Ein Kampf um Glaubwürdigkeit wäre ohne Inhalte nicht möglich

Welche Partei will die SPD eigentlich sein? Was deutlich herausklingt, egal ob Juso oder gestandener Sozialdemokrat: Die Mitglieder wollen mit der Zeit über Inhalte reden, über alte Werte und neue Ideen. Und das wieder mit mehr Selbstbewusstsein. Dass dies in der großen Koalition nicht möglich ist, vertreten die Jusos leidenschaftlicher als die Älteren. "Diese Situation ist schon außerordentlich, aber die Frage bleibt: Wollen wir gestalten oder nicht?", sagt Inka Damerau aus Hamburg. "Um mit voller Kraft zu regieren, müssen wir aber erst neue Kraft sammeln." So niederschmetternd wie das Wahlergebnis war, müsse man jetzt über alle Konstellationen sprechen.

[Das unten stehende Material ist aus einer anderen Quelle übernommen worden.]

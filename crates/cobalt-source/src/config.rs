use std::path::Path;

use fxhash::FxHashSet;
use serde::{Deserialize, Serialize};

use crate::error::ConfigError;

/// Highest warning level accepted in `[diagnostics] warning_level`.
pub const MAX_WARNING_LEVEL: u8 = 4;

/// Compiler configuration, usually read from `cobalt.toml`.
///
/// ```toml
/// [compiler]
/// stdlib = true
/// chain_base_finalizer = true
///
/// [diagnostics]
/// warning_level = 4
/// warnings_as_errors = false
/// suppress = [109]
/// ```
#[derive(Debug, Clone, Serialize, Deserialize, Default, PartialEq)]
pub struct CompilerConfig {
    /// Settings that change what the compiler produces
    #[serde(default)]
    pub compiler: CompilerSection,

    /// Settings that change which diagnostics are reported
    #[serde(default)]
    pub diagnostics: DiagnosticsSection,
}

#[derive(Debug, Clone, Serialize, Deserialize, PartialEq)]
pub struct CompilerSection {
    /// Register the platform library types (`System.Object` and friends)
    /// before compiling. Turned off only when compiling the platform library
    /// itself, where `System.Object` is a source declaration.
    #[serde(default = "default_true")]
    pub stdlib: bool,

    /// Make the `finally` block of a user finalizer call the base
    /// finalizer. Historical compilers did not.
    #[serde(default = "default_true")]
    pub chain_base_finalizer: bool,
}

impl Default for CompilerSection {
    fn default() -> Self {
        Self {
            stdlib: true,
            chain_base_finalizer: true,
        }
    }
}

#[derive(Debug, Clone, Serialize, Deserialize, PartialEq)]
pub struct DiagnosticsSection {
    /// Warnings whose level is above this are dropped.
    #[serde(default = "default_warning_level")]
    pub warning_level: u8,

    /// Report every warning as an error.
    #[serde(default)]
    pub warnings_as_errors: bool,

    /// Warning codes that are never reported.
    #[serde(default)]
    pub suppress: Vec<i32>,
}

impl Default for DiagnosticsSection {
    fn default() -> Self {
        Self {
            warning_level: default_warning_level(),
            warnings_as_errors: false,
            suppress: vec![],
        }
    }
}

fn default_true() -> bool {
    true
}

fn default_warning_level() -> u8 {
    MAX_WARNING_LEVEL
}

impl CompilerConfig {
    /// Parses and validates a configuration from TOML text.
    pub fn from_toml_str(text: &str) -> Result<Self, ConfigError> {
        let config: CompilerConfig =
            toml::from_str(text).map_err(|e| ConfigError::Parse(e.to_string()))?;
        config.validate()?;
        Ok(config)
    }

    /// Reads and parses the configuration file at `path`.
    pub fn load(path: &Path) -> Result<Self, ConfigError> {
        log::debug!("Loading compiler configuration from {}", path.display());
        let text = std::fs::read_to_string(path).map_err(|source| ConfigError::Read {
            path: path.to_path_buf(),
            source,
        })?;
        Self::from_toml_str(&text)
    }

    /// Checks values serde cannot check on its own.
    pub fn validate(&self) -> Result<(), ConfigError> {
        if self.diagnostics.warning_level > MAX_WARNING_LEVEL {
            return Err(ConfigError::InvalidValue {
                key: "diagnostics.warning_level".to_string(),
                message: format!(
                    "expected a level between 0 and {MAX_WARNING_LEVEL}, found {}",
                    self.diagnostics.warning_level
                ),
            });
        }
        Ok(())
    }

    pub fn suppressed_codes(&self) -> FxHashSet<i32> {
        self.diagnostics.suppress.iter().copied().collect()
    }
}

Als sich die Abstimmungen an diesem Tag zu ihrem Ende neigen, als die große Mehrheit Schulz folgt, ihn als Parteichef bestätigt und ergebnisoffene Gespräche mit der Union führen will, ist bei Jan Dieren eine gewisse Enttäuschung zu spüren. Schulz' Rede eingerechnet wurde mehr als sechs Stunden debattiert. "Das Ergebnis bedeutet, dass die SPD weiter über die GroKo diskutieren und weniger Energie für eine tiefe Auseinandersetzung mit der Sozialdemokratie haben wird", sagt der stellvertretende Bundesvorsitzende der Jusos. Durch das Ergebnis ändere sich nichts daran, dass man sich inhaltlich, organisatorisch und personell neu aufstellen müsse. Diese Forderungen hätten aber nie ein Rütteln an Martin Schulz als Parteivorsitzenden impliziert: "Wir glauben ihm, dass ihm an einer Neuaufstellung der SPD gelegen ist. Bei ihm ist das nicht nur eine Floskel, er meint es ernst und er nimmt auch uns Jusos ernst."

Die Währung, in der Politik gemessen wird, sagen an diesem Tag immer wieder junge und alte SPD-Mitglieder, sei Glaubwürdigkeit. Der Eindruck drängt sich auf: Sie haben das Gefühl, bald nicht mehr bezahlen zu können. Für viele noch schlimmer scheint die Vorstellung zu sein, keine Antworten mehr auf die Fragen der Gegenwart geben zu können. Ohne Inhalte wäre ein Kampf um Glaubwürdigkeit gar nicht erst möglich.